L'édito d'Olivier Biscaye : "Nomination de Michel Barnier, la gauche a raison, mais..."
La rue n’est pas le moyen le plus judicieux, et le plus efficace, pour débattre du projet politique porté par Michel Barnier, c’est à présent à l’Assemblée que se joue la suite de l’histoire.
La gauche a raison de s’étrangler, en nommant un Premier ministre issu d’un parti qui a recueilli
5,4 % aux législatives de juillet, Emmanuel Macron se moque des Français.
Et ça laissera des traces durablement dans les urnes. Près de six électeurs sur dix ne disent pas autre chose dans le sondage Elabe publié hier.

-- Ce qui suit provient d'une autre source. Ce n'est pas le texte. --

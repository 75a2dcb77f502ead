//! 消息实体定义
//!
//! 消息一经创建不可变，只会被追加到历史或从历史头部淘汰。

use serde::{Deserialize, Serialize};

use crate::value_objects::{DisplayName, MessageBody, MessageId, SessionId, Timestamp};

/// 消息类型
#[derive(Debug, Clone, Copy, PartialEq, Eq, Serialize, Deserialize)]
#[serde(rename_all = "lowercase")]
pub enum MessageKind {
    /// 用户发送的聊天消息
    Chat,
    /// 加入、离开、清空历史等系统通知
    System,
}

/// 消息实体
#[derive(Debug, Clone, PartialEq, Eq, Serialize, Deserialize)]
#[serde(rename_all = "camelCase")]
pub struct Message {
    pub message_id: MessageId,
    pub kind: MessageKind,
    /// 系统消息没有作者会话
    pub author_session_id: Option<SessionId>,
    /// 聊天消息为作者名称，系统消息为通知涉及的用户名称
    pub author_display_name: DisplayName,
    pub body: MessageBody,
    pub created_at: Timestamp,
}

impl Message {
    /// 创建聊天消息
    pub fn chat(
        message_id: MessageId,
        author_session_id: SessionId,
        author_display_name: DisplayName,
        body: MessageBody,
        created_at: Timestamp,
    ) -> Self {
        Self {
            message_id,
            kind: MessageKind::Chat,
            author_session_id: Some(author_session_id),
            author_display_name,
            body,
            created_at,
        }
    }

    fn system(
        message_id: MessageId,
        subject: DisplayName,
        text: String,
        created_at: Timestamp,
    ) -> Self {
        Self {
            message_id,
            kind: MessageKind::System,
            author_session_id: None,
            author_display_name: subject,
            body: MessageBody::system(text),
            created_at,
        }
    }

    /// "X joined the chat"
    pub fn joined(message_id: MessageId, who: &DisplayName, created_at: Timestamp) -> Self {
        Self::system(
            message_id,
            who.clone(),
            format!("{who} joined the chat"),
            created_at,
        )
    }

    /// "X left the chat"
    pub fn left(message_id: MessageId, who: &DisplayName, created_at: Timestamp) -> Self {
        Self::system(
            message_id,
            who.clone(),
            format!("{who} left the chat"),
            created_at,
        )
    }

    /// "History cleared by X"
    pub fn history_cleared(message_id: MessageId, by: &DisplayName, created_at: Timestamp) -> Self {
        Self::system(
            message_id,
            by.clone(),
            format!("History cleared by {by}"),
            created_at,
        )
    }

    pub fn is_system(&self) -> bool {
        self.kind == MessageKind::System
    }
}
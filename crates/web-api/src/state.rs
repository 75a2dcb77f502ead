use std::sync::Arc;
use std::time::Duration;

use application::{
    ChannelTransport, PresenceCoordinator, PresenceCoordinatorDependencies, RoomSettings,
    SystemClock,
};
use config::AppConfig;

#[derive(Clone)]
pub struct AppState {
    pub coordinator: PresenceCoordinator,
    pub transport: ChannelTransport,
    pub keepalive_interval: Duration,
}

impl AppState {
    pub fn new(
        coordinator: PresenceCoordinator,
        transport: ChannelTransport,
        keepalive_interval: Duration,
    ) -> Self {
        Self {
            coordinator,
            transport,
            keepalive_interval,
        }
    }

    /// 按配置组装房间：进程内信箱传输 + 系统时钟
    pub fn from_config(config: &AppConfig) -> Self {
        let transport = ChannelTransport::new();
        let coordinator = PresenceCoordinator::new(PresenceCoordinatorDependencies {
            transport: Arc::new(transport.clone()),
            clock: Arc::new(SystemClock),
            settings: RoomSettings::from(&config.room),
        });

        Self::new(coordinator, transport, config.server.keepalive_interval())
    }
}
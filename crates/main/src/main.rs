//! 主应用程序入口
//!
//! 加载配置，组装单房间聊天会话核心，启动 Axum Web API 服务。

use config::AppConfig;
use tracing_subscriber::EnvFilter;
use web_api::{router, AppState};

#[tokio::main]
async fn main() -> anyhow::Result<()> {
    let config = AppConfig::load()?;

    // 初始化日志，RUST_LOG 优先于配置文件
    let filter = EnvFilter::try_from_default_env()
        .or_else(|_| EnvFilter::try_new(&config.log.level))?;
    tracing_subscriber::fmt().with_env_filter(filter).init();

    let state = AppState::from_config(&config);
    let coordinator = state.coordinator.clone();

    let reaper = coordinator.spawn_idle_reaper(config.room.reap_interval());
    if reaper.is_some() {
        tracing::info!(
            idle_timeout_secs = ?config.room.session_idle_timeout_secs,
            interval_secs = config.room.reap_interval_secs,
            "空闲会话回收已启用"
        );
    }

    let app = router(state);
    let address = config.server.bind_address();
    let listener = tokio::net::TcpListener::bind(&address).await?;

    tracing::info!(
        history_capacity = config.room.history_capacity,
        typing_timeout_ms = config.room.typing_timeout_ms,
        "聊天室服务器启动在 http://{}",
        address
    );
    axum::serve(listener, app)
        .with_graceful_shutdown(shutdown_signal())
        .await?;

    if let Some(reaper) = reaper {
        reaper.abort();
    }
    coordinator.shutdown().await;

    Ok(())
}

async fn shutdown_signal() {
    if let Err(err) = tokio::signal::ctrl_c().await {
        tracing::error!(error = %err, "无法监听停止信号");
        std::future::pending::<()>().await;
    }
    tracing::info!("收到停止信号，正在关闭");
}
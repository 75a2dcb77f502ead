use domain::{DomainError, SessionId};
use thiserror::Error;

/// 应用层错误
///
/// 所有变体都是调用方错误：操作被拒绝且不产生任何状态变更或广播。
/// 投递失败（`SessionUnreachable`）在广播内部就地恢复，不会出现在这里。
#[derive(Debug, Error)]
pub enum ApplicationError {
    #[error("domain error: {0}")]
    Domain(#[from] DomainError),
    #[error("unknown session: {0}")]
    UnknownSession(SessionId),
    #[error("session already joined: {0}")]
    AlreadyJoined(SessionId),
    #[error("room is full: at most {max} sessions")]
    RoomFull { max: usize },
    #[error("commit interrupted by runtime shutdown")]
    Interrupted,
}

impl ApplicationError {
    /// 稳定的错误码，供传输层返回给客户端
    pub fn code(&self) -> &'static str {
        match self {
            ApplicationError::Domain(err) => err.code(),
            ApplicationError::UnknownSession(_) => "UNKNOWN_SESSION",
            ApplicationError::AlreadyJoined(_) => "ALREADY_JOINED",
            ApplicationError::RoomFull { .. } => "ROOM_FULL",
            ApplicationError::Interrupted => "INTERRUPTED",
        }
    }
}

pub type ApplicationResult<T> = Result<T, ApplicationError>;
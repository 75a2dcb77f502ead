//! 领域实体定义
//!
//! 包含会话核心的两个实体：会话与消息。

pub mod message;
pub mod session;

// 重新导出核心实体
pub use message::{Message, MessageKind};
pub use session::{PresenceEntry, Session};
//! Web API 层。
//!
//! 提供 Axum 路由：HTTP 只读查询，以及把 WebSocket 连接接入会话核心的适配器。

mod error;
pub mod protocol;
mod routes;
mod state;
mod ws_connection;

pub use error::{ApiError, ErrorBody};
pub use protocol::{ClientCommand, ServerFrame};
pub use routes::router;
pub use state::AppState;
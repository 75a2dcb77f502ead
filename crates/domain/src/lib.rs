//! 聊天会话核心领域模型
//!
//! 包含会话、消息、房间事件等核心类型，以及输入校验规则。

pub mod entities;
pub mod errors;
pub mod events;
pub mod value_objects;

// 重新导出常用类型
pub use entities::*;
pub use errors::*;
pub use events::*;
pub use value_objects::*;
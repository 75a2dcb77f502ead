use std::fmt;

use chrono::{DateTime, Utc};
use serde::{Deserialize, Serialize};
use uuid::Uuid;

use crate::errors::DomainError;

/// 统一的时间戳类型。
pub type Timestamp = DateTime<Utc>;

/// 会话唯一标识，连接时分配，永不复用。
#[derive(Debug, Clone, Copy, PartialEq, Eq, Hash, Serialize, Deserialize)]
#[serde(transparent)]
pub struct SessionId(pub Uuid);

impl SessionId {
    pub fn new(id: Uuid) -> Self {
        Self(id)
    }
}

impl fmt::Display for SessionId {
    fn fmt(&self, f: &mut fmt::Formatter<'_>) -> fmt::Result {
        write!(f, "{}", self.0)
    }
}

impl From<Uuid> for SessionId {
    fn from(value: Uuid) -> Self {
        Self(value)
    }
}

impl From<SessionId> for Uuid {
    fn from(value: SessionId) -> Self {
        value.0
    }
}

/// 消息唯一标识，单调递增，可比较先后。
#[derive(Debug, Clone, Copy, PartialEq, Eq, PartialOrd, Ord, Hash, Serialize, Deserialize)]
#[serde(transparent)]
pub struct MessageId(pub u64);

impl MessageId {
    pub fn new(id: u64) -> Self {
        Self(id)
    }

    pub fn value(&self) -> u64 {
        self.0
    }
}

impl fmt::Display for MessageId {
    fn fmt(&self, f: &mut fmt::Formatter<'_>) -> fmt::Result {
        write!(f, "msg_{}", self.0)
    }
}

/// 经过校验的显示名称。允许重名。
#[derive(Debug, Clone, PartialEq, Eq, Hash, Serialize, Deserialize)]
#[serde(try_from = "String")]
pub struct DisplayName(String);

impl DisplayName {
    pub fn parse(value: impl AsRef<str>) -> Result<Self, DomainError> {
        let value = value.as_ref().trim();
        if value.is_empty() {
            return Err(DomainError::InvalidDisplayName);
        }
        Ok(Self(value.to_owned()))
    }

    pub fn as_str(&self) -> &str {
        &self.0
    }
}

impl TryFrom<String> for DisplayName {
    type Error = DomainError;

    fn try_from(value: String) -> Result<Self, Self::Error> {
        Self::parse(value)
    }
}

impl fmt::Display for DisplayName {
    fn fmt(&self, f: &mut fmt::Formatter<'_>) -> fmt::Result {
        f.write_str(&self.0)
    }
}

/// 消息正文内容（已去除首尾空白）。
///
/// 反序列化只校验非空，长度上限由房间配置决定，在 [`MessageBody::parse`] 时检查。
#[derive(Debug, Clone, PartialEq, Eq, Serialize, Deserialize)]
#[serde(try_from = "String")]
pub struct MessageBody(String);

impl MessageBody {
    /// 校验聊天消息正文，`max_len` 按字符计数
    pub fn parse(value: impl AsRef<str>, max_len: usize) -> Result<Self, DomainError> {
        let value = value.as_ref().trim();
        if value.is_empty() {
            return Err(DomainError::EmptyMessage);
        }
        let len = value.chars().count();
        if len > max_len {
            return Err(DomainError::MessageTooLong { len, max: max_len });
        }
        Ok(Self(value.to_owned()))
    }

    /// 系统生成的正文不做长度限制
    pub(crate) fn system(value: String) -> Self {
        Self(value)
    }

    pub fn as_str(&self) -> &str {
        &self.0
    }
}

impl TryFrom<String> for MessageBody {
    type Error = DomainError;

    fn try_from(value: String) -> Result<Self, Self::Error> {
        Self::parse(value, usize::MAX)
    }
}

impl fmt::Display for MessageBody {
    fn fmt(&self, f: &mut fmt::Formatter<'_>) -> fmt::Result {
        f.write_str(&self.0)
    }
}

#[cfg(test)]
mod tests {
    use super::*;

    #[test]
    fn display_name_is_trimmed() {
        let name = DisplayName::parse("  Alice \n").unwrap();
        assert_eq!(name.as_str(), "Alice");
    }

    #[test]
    fn blank_display_name_is_rejected() {
        assert_eq!(DisplayName::parse("   "), Err(DomainError::InvalidDisplayName));
        assert_eq!(DisplayName::parse(""), Err(DomainError::InvalidDisplayName));
    }

    #[test]
    fn message_body_validation() {
        assert_eq!(MessageBody::parse(" hi ", 10).unwrap().as_str(), "hi");
        assert_eq!(MessageBody::parse("\t ", 10), Err(DomainError::EmptyMessage));

        // 按字符而不是字节计数
        assert!(MessageBody::parse("你好世界", 4).is_ok());
        assert_eq!(
            MessageBody::parse("hello", 4),
            Err(DomainError::MessageTooLong { len: 5, max: 4 })
        );
    }

    #[test]
    fn deserialize_goes_through_validation() {
        let name: DisplayName = serde_json::from_str(r#"" Alice ""#).unwrap();
        assert_eq!(name.as_str(), "Alice");
        assert!(serde_json::from_str::<DisplayName>(r#""   ""#).is_err());

        let body: MessageBody = serde_json::from_str(r#""  hi\n""#).unwrap();
        assert_eq!(body.as_str(), "hi");
        assert!(serde_json::from_str::<MessageBody>(r#""\t""#).is_err());

        // 序列化形式仍是裸字符串
        assert_eq!(serde_json::to_string(&name).unwrap(), r#""Alice""#);
    }

    #[test]
    fn message_ids_are_ordered() {
        assert!(MessageId::new(1) < MessageId::new(2));
        assert_eq!(MessageId::new(7).to_string(), "msg_7");
    }
}
//! 输入状态聚合器
//!
//! 维护每个会话的输入标志，并在服务端强制超时：客户端消失而没有发送
//! `false` 时，不会留下永远的"正在输入"提示。

use std::collections::HashMap;
use std::future::Future;
use std::time::Duration;

use domain::SessionId;
use tokio::sync::Mutex;
use tokio::task::JoinHandle;
use tokio::time::Instant;

use crate::error::ApplicationResult;
use crate::registry::SessionRegistry;

struct TypingTimer {
    deadline: Instant,
    handle: JoinHandle<()>,
}

pub struct TypingAggregator {
    window: Duration,
    timers: Mutex<HashMap<SessionId, TypingTimer>>,
}

impl TypingAggregator {
    pub fn new(window: Duration) -> Self {
        Self {
            window,
            timers: Mutex::new(HashMap::new()),
        }
    }

    pub fn window(&self) -> Duration {
        self.window
    }

    /// 更新会话的输入标志，返回标志是否发生了变化。
    ///
    /// 设为 `false` 时同时取消计时器。
    pub(crate) async fn set_flag(
        &self,
        registry: &SessionRegistry,
        session_id: SessionId,
        typing: bool,
    ) -> ApplicationResult<bool> {
        let previous = registry.set_typing(session_id, typing).await?;
        if !typing {
            self.disarm(session_id).await;
        }
        Ok(previous != typing)
    }

    /// （重新）启动计时器；旧计时器被取消，截止时间顺延一个窗口
    pub(crate) async fn arm<F>(&self, session_id: SessionId, on_expire: F)
    where
        F: Future<Output = ()> + Send + 'static,
    {
        let window = self.window;
        let deadline = Instant::now() + window;
        let handle = tokio::spawn(async move {
            tokio::time::sleep_until(deadline).await;
            on_expire.await;
        });

        let previous = self
            .timers
            .lock()
            .await
            .insert(session_id, TypingTimer { deadline, handle });
        if let Some(previous) = previous {
            previous.handle.abort();
        }
    }

    pub(crate) async fn disarm(&self, session_id: SessionId) {
        if let Some(timer) = self.timers.lock().await.remove(&session_id) {
            timer.handle.abort();
        }
    }

    /// 计时器已到期则移除并返回 `true`。
    ///
    /// 截止时间已被续期或计时器已被取消时返回 `false`，因此同一次到期最多生效一次。
    pub(crate) async fn take_expired(&self, session_id: SessionId, now: Instant) -> bool {
        let mut timers = self.timers.lock().await;
        match timers.get(&session_id) {
            Some(timer) if timer.deadline <= now => {
                timers.remove(&session_id);
                true
            }
            _ => false,
        }
    }

    /// 移除并返回所有已到期的会话
    pub(crate) async fn take_all_expired(&self, now: Instant) -> Vec<SessionId> {
        let mut timers = self.timers.lock().await;
        let expired: Vec<SessionId> = timers
            .iter()
            .filter(|(_, timer)| timer.deadline <= now)
            .map(|(session_id, _)| *session_id)
            .collect();
        for session_id in &expired {
            if let Some(timer) = timers.remove(session_id) {
                timer.handle.abort();
            }
        }
        expired
    }

    pub(crate) async fn shutdown(&self) {
        for (_, timer) in self.timers.lock().await.drain() {
            timer.handle.abort();
        }
    }

    pub async fn armed_count(&self) -> usize {
        self.timers.lock().await.len()
    }
}
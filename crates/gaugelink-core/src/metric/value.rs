//! Dynamic metric value (tagged variant).
//!
//! The client library's value accessor is untyped; this enum is its
//! runtime-shape surface. Variant order matters for deserialization:
//! `serde(untagged)` tries variants in declared order, so `Int` must come
//! before `Double` or JSON integers would silently widen.

use serde::{Deserialize, Serialize};

/// Current reading of a client metric, in whatever shape the client
/// library reported it.
#[derive(Debug, Clone, PartialEq, Serialize, Deserialize)]
#[serde(untagged)]
pub enum MetricValue {
    /// Boolean reading (e.g., a connectivity flag).
    Bool(bool),
    /// Integer reading (counts, sizes).
    Int(i64),
    /// Double-precision reading; the only shape a gauge passes through.
    Double(f64),
    /// Textual reading (ids, versions, sentinel strings).
    Text(String),
    /// The metric is not measurable right now (JSON `null`).
    NotMeasurable,
}

impl MetricValue {
    /// The reading as a double, if and only if it was reported as one.
    ///
    /// Intentionally strict: `Int(7)` is *not* `Some(7.0)`. Integer-shaped
    /// readings come from client metrics that were never measurable as
    /// doubles, and widening them here would change what the legacy
    /// coercion reported.
    pub fn as_double(&self) -> Option<f64> {
        match self {
            MetricValue::Double(v) => Some(*v),
            _ => None,
        }
    }

    /// True when the reading is the not-measurable sentinel.
    pub fn is_measurable(&self) -> bool {
        !matches!(self, MetricValue::NotMeasurable)
    }
}

impl From<f64> for MetricValue {
    fn from(v: f64) -> Self {
        MetricValue::Double(v)
    }
}

impl From<i64> for MetricValue {
    fn from(v: i64) -> Self {
        MetricValue::Int(v)
    }
}

impl From<bool> for MetricValue {
    fn from(v: bool) -> Self {
        MetricValue::Bool(v)
    }
}

impl From<&str> for MetricValue {
    fn from(v: &str) -> Self {
        MetricValue::Text(v.to_string())
    }
}
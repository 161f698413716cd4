//! gaugelink core: metric and gauge contracts plus the value adapter.
//!
//! This crate defines the capability traits bridged by gaugelink — the
//! untyped [`metric::Metric`] surface reported by a messaging-client library
//! and the float-valued [`gauge::Gauge`] surface polled by a reporting
//! framework — together with the adapters that connect them. It carries no
//! runtime dependencies so it can be embedded wherever the client library
//! lives.
//!
//! # Defensive guarantees
//! Panics, `unwrap`, and `expect` are compile-denied here
//! (`#![deny(clippy::panic, clippy::unwrap_used, clippy::expect_used)]`).
//! Gauge reads happen on reporting-framework polling threads; a poisoned or
//! surprising metric must never take the reporter down.

#![deny(clippy::unwrap_used)]
#![deny(clippy::expect_used)]
#![deny(clippy::panic)]

pub mod error;
pub mod gauge;
pub mod metric;

/// Shared result type.
pub use error::{GaugeLinkError, Result};
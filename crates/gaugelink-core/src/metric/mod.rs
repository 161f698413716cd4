//! Client-side metric contract.
//!
//! Re-exports the dynamic value type and the shared in-process metric so
//! downstream consumers can depend on this module directly.

pub mod shared;
pub mod value;

pub use shared::SharedMetric;
pub use value::MetricValue;

/// Capability exposed by an externally-owned metric: report the current
/// value as an untyped result.
///
/// Implementations are owned by the client library that produces them; this
/// crate only ever holds shared handles to them. Reads must be safe to call
/// concurrently from reporting-framework polling threads.
pub trait Metric: Send + Sync {
    /// Current value of the metric, whatever its runtime shape.
    fn metric_value(&self) -> MetricValue;
}
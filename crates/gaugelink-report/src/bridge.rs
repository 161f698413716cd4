//! Client-metric registration bridge.
//!
//! Wraps a batch of client metric handles in value adapters and registers
//! them. Client libraries re-report the same metric names after a rebuild,
//! so duplicates are skipped with a warning instead of aborting the batch.

use std::sync::Arc;

use gaugelink_core::error::{GaugeLinkError, Result};
use gaugelink_core::gauge::MetricValueAdapter;
use gaugelink_core::metric::Metric;

use crate::registry::GaugeRegistry;

/// Register a batch of named client metrics as gauges.
///
/// Returns the number of gauges newly registered. Names already present
/// are skipped. An empty name fails the batch fast: entries registered
/// before it stay in place, and their count is lost with the error.
/// Callers that need atomicity should validate names before bridging.
pub fn register_client_metrics<I>(registry: &GaugeRegistry, metrics: I) -> Result<usize>
where
    I: IntoIterator<Item = (String, Arc<dyn Metric>)>,
{
    let mut registered = 0usize;
    for (name, metric) in metrics {
        let gauge = Arc::new(MetricValueAdapter::new(metric));
        match registry.register(&name, gauge) {
            Ok(()) => registered += 1,
            Err(GaugeLinkError::AlreadyRegistered(_)) => {
                tracing::warn!(gauge = %name, "already registered, skipping");
            }
            Err(e) => return Err(e),
        }
    }
    Ok(registered)
}
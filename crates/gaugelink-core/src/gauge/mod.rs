//! Reporting-side gauge contract and the metric adapters.
//!
//! Re-exports the adapters so downstream consumers can depend on this
//! module directly.

pub mod adapter;
pub mod mutable;

pub use adapter::MetricValueAdapter;
pub use mutable::MutableMetricAdapter;

/// Capability polled by the reporting framework: report the current value
/// as a double.
///
/// A gauge is read on demand; it accumulates nothing. Implementations must
/// be non-blocking and safe for concurrent reads, since the framework polls
/// from its own threads on its own schedule.
pub trait Gauge: Send + Sync {
    /// Current reading.
    fn value(&self) -> f64;
}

Pour autant, la gauche se trompe d’outil pour dire sa colère. La rue n’est pas le moyen le plus judicieux, et le plus efficace, pour débattre du projet politique porté par Michel Barnier, c’est à présent à l’Assemblée que se joue la suite de l’histoire.
C’est au Parlement que les députés ont à ferrailler et faire entendre leur voix sur les problématiques essentielles du pays, celles que les citoyens jugent prioritaires, le pouvoir d’achat, la sécurité, la politique migratoire, la santé…
Cela nécessite un travail de fond des différents blocs qui devront pousser des mesures non seulement concrètes mais surtout utiles et cohérentes. Cultiver le chaos et la confusion mènera à l’impasse. Nul ne peut se le permettre.